Support the Immune System
The transition into Spring can mean ‘allergy season’ which means our immune system requires additional support. Since 70% of our immune system resides in the gut, including more gut-loving foods such as miso, bone broth, sauerkraut, kimchi, natural or Greek yogurt, tempeh, kefir, kombucha and fiber-rich foods can help to nourish and restore healthy gut bacteria which may reduce the chance of falling sick. If you want an added boost of nutrients, a greens powder added to your smoothie is quick and easy. Make sure you look for one made up of pre+probiotics, antioxidants, vitamins, minerals and immune herbs such as Good Green Stuff.
Mix up the Training
If you’ve been hiding away in a warm yoga studio or gym when it’s still dark and cold outside, perhaps it’s time to try something new. By trying a new exercise, you can activate different muscle groups that may have been in hibernation. Outdoor alternatives include, swimming laps in the outdoor pool (which may also be heated), a hit of tennis (make it social and invite friends to play doubles), try a fitness app that you can practice in your local park or start riding your bike to work for some incidental exercise. Additional fitness tips can be found here.
Shop for the Season
Eating seasonally is a great way to tune into the needs of your body so it can perform optimally. Come Spring we may begin to adopt a lighter diet that introduces more salads, smoothies and seafood. When shopping for a Spring fridge, throw in more leafy greens, colourful vegetables, pulses and free-range or organic proteins.

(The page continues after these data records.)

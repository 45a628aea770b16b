use chrono::{Duration, Utc};
use jsonwebtoken::{decode, encode, Algorithm, DecodingKey, EncodingKey, Header, Validation};
use secrecy::ExposeSecret;
use serde::{Deserialize, Serialize};

use crate::config::JwtConfig;
use crate::services::error::MarketplaceError;
use crate::services::store::UserDirectory;

/// Issues and verifies HS256 bearer tokens carrying the caller's email.
#[derive(Clone)]
pub struct TokenService {
    encoding_key: EncodingKey,
    decoding_key: DecodingKey,
    ttl: Duration,
}

/// Claims embedded in every access token.
#[derive(Debug, Clone, Serialize, Deserialize, PartialEq)]
pub struct IdentityClaim {
    pub email: String,
    /// Issued at (Unix timestamp)
    pub iat: i64,
    /// Expiration time (Unix timestamp)
    pub exp: i64,
}

impl TokenService {
    pub fn new(config: &JwtConfig) -> Self {
        let secret = config.secret.expose_secret().as_bytes();
        tracing::info!(
            expiry_minutes = config.expiry_minutes,
            "Token service initialized with HS256 key"
        );
        Self {
            encoding_key: EncodingKey::from_secret(secret),
            decoding_key: DecodingKey::from_secret(secret),
            ttl: Duration::minutes(config.expiry_minutes),
        }
    }

    #[cfg(test)]
    fn with_ttl(secret: &str, ttl: Duration) -> Self {
        Self {
            encoding_key: EncodingKey::from_secret(secret.as_bytes()),
            decoding_key: DecodingKey::from_secret(secret.as_bytes()),
            ttl,
        }
    }

    /// Sign a token for `email`. Callers decide whether the email is entitled to one.
    pub fn issue(&self, email: &str) -> Result<String, MarketplaceError> {
        let now = Utc::now();
        let claims = IdentityClaim {
            email: email.to_string(),
            iat: now.timestamp(),
            exp: (now + self.ttl).timestamp(),
        };

        encode(&Header::new(Algorithm::HS256), &claims, &self.encoding_key)
            .map_err(|e| MarketplaceError::Internal(anyhow::anyhow!("Failed to encode token: {}", e)))
    }

    /// Check signature and expiry and return the embedded claim.
    pub fn verify(&self, token: &str) -> Result<IdentityClaim, MarketplaceError> {
        let mut validation = Validation::new(Algorithm::HS256);
        validation.validate_exp = true;
        validation.leeway = 0;

        decode::<IdentityClaim>(token, &self.decoding_key, &validation)
            .map(|data| data.claims)
            .map_err(|e| {
                tracing::debug!(error = %e, "Token rejected");
                MarketplaceError::InvalidToken
            })
    }

    /// Issue a token only when a user with `email` exists. `None` means refuse quietly.
    pub async fn issue_for_registered(
        &self,
        users: &dyn UserDirectory,
        email: &str,
    ) -> Result<Option<String>, MarketplaceError> {
        if email.trim().is_empty() {
            tracing::info!("Token refused for blank email");
            return Ok(None);
        }

        match users.find_by_email(email).await? {
            Some(_) => self.issue(email).map(Some),
            None => {
                tracing::info!(email = %email, "Token refused for unregistered email");
                Ok(None)
            }
        }
    }
}

#[cfg(test)]
mod tests {
    use super::*;
    use crate::models::{Role, User, VerificationStatus};
    use crate::services::memory::InMemoryStore;

    #[test]
    fn verify_returns_the_issued_claim() {
        let tokens = TokenService::with_ttl("secret", Duration::minutes(60));
        let token = tokens.issue("a@x.com").unwrap();

        let claim = tokens.verify(&token).unwrap();
        assert_eq!(claim.email, "a@x.com");
        assert_eq!(claim.exp - claim.iat, 3600);
    }

    #[test]
    fn expired_token_is_invalid() {
        let tokens = TokenService::with_ttl("secret", Duration::minutes(-5));
        let token = tokens.issue("a@x.com").unwrap();

        assert!(matches!(
            tokens.verify(&token),
            Err(MarketplaceError::InvalidToken)
        ));
    }

    #[test]
    fn token_signed_with_another_key_is_invalid() {
        let ours = TokenService::with_ttl("secret", Duration::minutes(60));
        let theirs = TokenService::with_ttl("other-secret", Duration::minutes(60));
        let token = theirs.issue("a@x.com").unwrap();

        assert!(matches!(ours.verify(&token), Err(MarketplaceError::InvalidToken)));
    }

    #[test]
    fn garbage_is_invalid() {
        let tokens = TokenService::with_ttl("secret", Duration::minutes(60));
        assert!(tokens.verify("not.a.token").is_err());
        assert!(tokens.verify("").is_err());
    }

    #[tokio::test]
    async fn unregistered_email_gets_no_token() {
        let tokens = TokenService::with_ttl("secret", Duration::minutes(60));
        let store = InMemoryStore::new();
        store.seed_user(User {
            id: "u1".into(),
            email: "a@x.com".into(),
            name: None,
            role: Role::Buyer,
            verification_status: VerificationStatus::Unverified,
        });

        let granted = tokens.issue_for_registered(&store, "a@x.com").await.unwrap();
        assert!(granted.is_some());

        let refused = tokens.issue_for_registered(&store, "nobody@x.com").await.unwrap();
        assert_eq!(refused, None);
    }

    #[tokio::test]
    async fn blank_email_gets_no_token_even_when_an_emailless_user_exists() {
        let tokens = TokenService::with_ttl("secret", Duration::minutes(60));
        let store = InMemoryStore::new();
        store.seed_user(User {
            id: "ghost".into(),
            email: String::new(),
            name: None,
            role: Role::Admin,
            verification_status: VerificationStatus::Unverified,
        });

        assert_eq!(tokens.issue_for_registered(&store, "").await.unwrap(), None);
        assert_eq!(tokens.issue_for_registered(&store, "  ").await.unwrap(), None);
    }
}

Look out for the following foods which are in season in Spring: banana, grapefruit, lemons, oranges, asparagus, broccoli, beetroot, brussel sprouts, cabbage, cauliflower, mushroom, spinach and silverbeet.
The worst thing we can do to our bodies is force it to do something it just does not want to do. For example, going from training three days to five days every week. By creating a philosophy of “I should do this” you may begin to foster fixation and consequently stress and resentment towards something you once enjoyed.
Alternatively, listening to the needs of your body will help to promote a more positive way of thinking and thus allow your body to perform the way it knows best.